We are off to the MREA Energy Fair for the weekend. I decided to get some things cleaned up so when coming back on Sunday the place was not such an offensive scene of scattered clothes and diapers. Most times when we leave you’d think we were running with the feds hot on our heels. Sandwiches half eaten. Some electronic device left on. The quiet static of a baby monitor. Supplies that didn’t make the final cut thrown on beds and tables. Who are these people? Why the rush?

This time we started cleaning in advance. I had packed the tent and sleeping bags the night before. Now, with reward talk in full force Hoyt and Lila frantically clean their rooms (some days it works, most not) and Iris watches on with her one year old notebook pad. She doesn’t write down a single note. Mostly because she can’t, but deep down also because she knows this isn’t the kind of thing to learn (cleaning, that is).

With extra time, I decide to clean the bathroom. I’m a master at cleaning mirrors. My skills wane as I get closer to the floor. I don’t think I’m too bad at cleaning the toilet. But suddenly I spot a big problem. The problem is next to the toilet. The problem is a magazine holder. When we were first married I had removed the magazine holder from the bathroom and on occasion (very seldom) it makes its way back in there. Women are comforted by a place to put the reading material. It’s organized. And what could be worse than bringing those magazines into the bathroom and having them come back out again.

Here’s the problem in a nutshell. Women, listen to me here. Men pee on magazines. Seriously. Now, if you’ve got a magazine holder of some sort next to your toilet and you have boys in the house, you may actually be delusional (I hate to be the one to break it to you). Now, men don’t pee on magazines on purpose. In fact, to some it may be a distinct challenge to not pee on the magazines. But it just happens. No man of any age can know what’s going to happen at that first morning pee. I’m not even joking. It’s a total crap shoot, even if you’ve been peeing most of your life. You just never know. The worst of all code red pees is the “split pee” or as some may refer to it, the “pee fork”. This is the most annoying way to start your day and it just reinforces the fact that everything in the world is still out of your control. Here you’ve been doing this most of your life and you can’t even make water come from your body in a straight line. You become a human sprinkler system, spraying in three directions putting out the fire of  – let’s just say – life. All the magazines need to go. So, keep the magazines out of the bathroom unless you want “O” magazine to become “P” magazine.

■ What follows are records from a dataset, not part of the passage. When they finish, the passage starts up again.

use std::path::PathBuf;
use std::time::{Duration, Instant};

use tracing::{error, info};
use visionport_core::{
    BindingDirection, BindingSet, BuildConstraints, CompiledEngine, DeviceAllocator,
    EngineCompiler, ExecutionContext, LabelTable, ModelArtifact, PipelineError, Precision, Result,
};

use crate::{FramePreprocessor, PredictionEntry, ResultDecoder};

/// Where a run currently is. Stages only move forward within a run.
#[derive(Clone, Copy, Debug, PartialEq, Eq, PartialOrd, Ord)]
pub enum PipelineStage {
    Uninitialized,
    Compiled,
    BuffersAllocated,
    InputReady,
    Executed,
    Decoded,
    Released,
}

#[derive(Clone, Debug)]
pub struct PipelineConfig {
    pub model: ModelArtifact,
    pub image_path: PathBuf,
    pub labels_path: PathBuf,
    pub constraints: BuildConstraints,
    pub batch_size: usize,
}

impl PipelineConfig {
    pub fn new(
        model: ModelArtifact,
        image_path: impl Into<PathBuf>,
        labels_path: impl Into<PathBuf>,
        constraints: BuildConstraints,
    ) -> Self {
        Self {
            model,
            image_path: image_path.into(),
            labels_path: labels_path.into(),
            constraints,
            batch_size: 1,
        }
    }
}

#[derive(Clone, Debug)]
pub struct PipelineReport {
    pub predictions: Vec<PredictionEntry>,
    pub probabilities_sum: f32,
    pub inference_latency: Duration,
    pub precision: Precision,
    pub input_elements_written: usize,
}

/// Compile, bind, preprocess, execute, decode, release.
pub struct InferencePipeline<C: EngineCompiler> {
    compiler: C,
    allocator: DeviceAllocator,
    config: PipelineConfig,
    decoder: ResultDecoder,
    stage: PipelineStage,
}

impl<C: EngineCompiler> InferencePipeline<C> {
    pub fn new(compiler: C, allocator: DeviceAllocator, config: PipelineConfig) -> Self {
        Self {
            compiler,
            allocator,
            config,
            decoder: ResultDecoder::new(),
            stage: PipelineStage::Uninitialized,
        }
    }

    pub fn with_decoder(mut self, decoder: ResultDecoder) -> Self {
        self.decoder = decoder;
        self
    }

    pub fn stage(&self) -> PipelineStage {
        self.stage
    }

    pub fn allocator(&self) -> &DeviceAllocator {
        &self.allocator
    }

    pub fn config(&self) -> &PipelineConfig {
        &self.config
    }

    pub fn compile(&mut self) -> Result<C::Engine> {
        self.stage = PipelineStage::Uninitialized;
        let engine = self
            .compiler
            .compile(&self.config.model, &self.config.constraints, &self.allocator)
            .inspect_err(|err| {
                error!(compiler = self.compiler.name(), error = %err, "engine build failed");
            })?;
        self.advance(PipelineStage::Compiled);
        Ok(engine)
    }

    /// Single-shot: compile, then run once.
    pub fn run(&mut self) -> Result<PipelineReport> {
        let engine = self.compile()?;
        self.run_with_engine(&engine)
    }

    /// One inference against an already compiled engine. Every device buffer
    /// allocated here is released before returning, on success or failure.
    pub fn run_with_engine<E: CompiledEngine>(&mut self, engine: &E) -> Result<PipelineReport> {
        self.stage = PipelineStage::Compiled;
        let outcome = self.run_stages(engine);
        if let Err(err) = &outcome {
            error!(stage = ?self.stage, error = %err, "pipeline aborted");
        }
        self.advance(PipelineStage::Released);
        info!(
            live_buffers = self.allocator.live_buffers(),
            "device buffers released"
        );
        outcome
    }

    fn run_stages<E: CompiledEngine>(&mut self, engine: &E) -> Result<PipelineReport> {
        let batch = self.config.batch_size;
        if batch == 0 || batch > engine.max_batch() {
            return Err(PipelineError::Configuration(format!(
                "batch size {batch} unsupported by engine (max {})",
                engine.max_batch()
            )));
        }

        let input_name = &self.config.constraints.input_name;
        let input_spec = engine
            .bindings()
            .iter()
            .find(|b| b.is_input() && b.name.as_str() == input_name.as_str())
            .or_else(|| engine.first_binding(BindingDirection::Input))
            .ok_or_else(|| {
                PipelineError::Configuration("engine exposes no input binding".to_string())
            })?;
        let frame = FramePreprocessor::prepare(&self.config.image_path, &input_spec.shape)?;

        let mut buffers = BindingSet::allocate(&self.allocator, engine.bindings(), batch)?;
        self.advance(PipelineStage::BuffersAllocated);
        buffers.ensure_runnable()?;

        let input = buffers
            .get_mut(input_spec.index)
            .ok_or_else(|| {
                PipelineError::Configuration(format!(
                    "no device buffer for input binding {}",
                    input_spec.index
                ))
            })?;
        FramePreprocessor::upload(&frame, input)?;
        let input_elements_written = input.elements_written();
        self.advance(PipelineStage::InputReady);

        let started = Instant::now();
        {
            let mut context = engine.create_context()?;
            context.enqueue(&mut buffers)?;
            context.synchronize()?;
        }
        let inference_latency = started.elapsed();
        self.advance(PipelineStage::Executed);
        info!(
            latency_ms = inference_latency.as_millis() as u64,
            "inference complete"
        );

        let output = buffers.first_output().ok_or_else(|| {
            PipelineError::Configuration("engine exposes no output binding".to_string())
        })?;
        let labels = LabelTable::load_or_empty(&self.config.labels_path);
        let decoded = self
            .decoder
            .decode(output, output.shape(), batch, &labels)?;
        self.advance(PipelineStage::Decoded);

        Ok(PipelineReport {
            probabilities_sum: decoded.probabilities.iter().sum(),
            predictions: decoded.predictions,
            inference_latency,
            precision: engine.precision(),
            input_elements_written,
        })
    }

    fn advance(&mut self, next: PipelineStage) {
        debug_assert!(next >= self.stage, "{:?} -> {next:?}", self.stage);
        self.stage = next;
        info!(stage = ?next, "pipeline stage");
    }
}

After throwing the magazines out of the bathroom I lifted to toilet lid to discover the small brown whale that was left behind by a three year old in a hurry. I like the idea of multi-tasking, so as I reached for the flusher I also reached down to the floor to pick up a scant piece of toilet paper that was left unused in the rush. In a flash I realized my mistake. My miscalculation. My slow motion Noooo meant nothing to the present day regular time. As the brown whale dove deep (probably scared by the flushing noise) the water from the power of the flush swirled and all met in the middle. The water then picked a delegate and sent that lone spray up to delicately kiss me on the side of my face and corner of my lips. It then laughed and swirled away on its own trip.

I washed my face and got in the car to leave for our weekend. When we get back from a weekend of camping, that disgusting bathroom will look good to me again. I will forgive that toilet sea. I will talk to my wife once again, about why we don’t have magazines in the bathroom.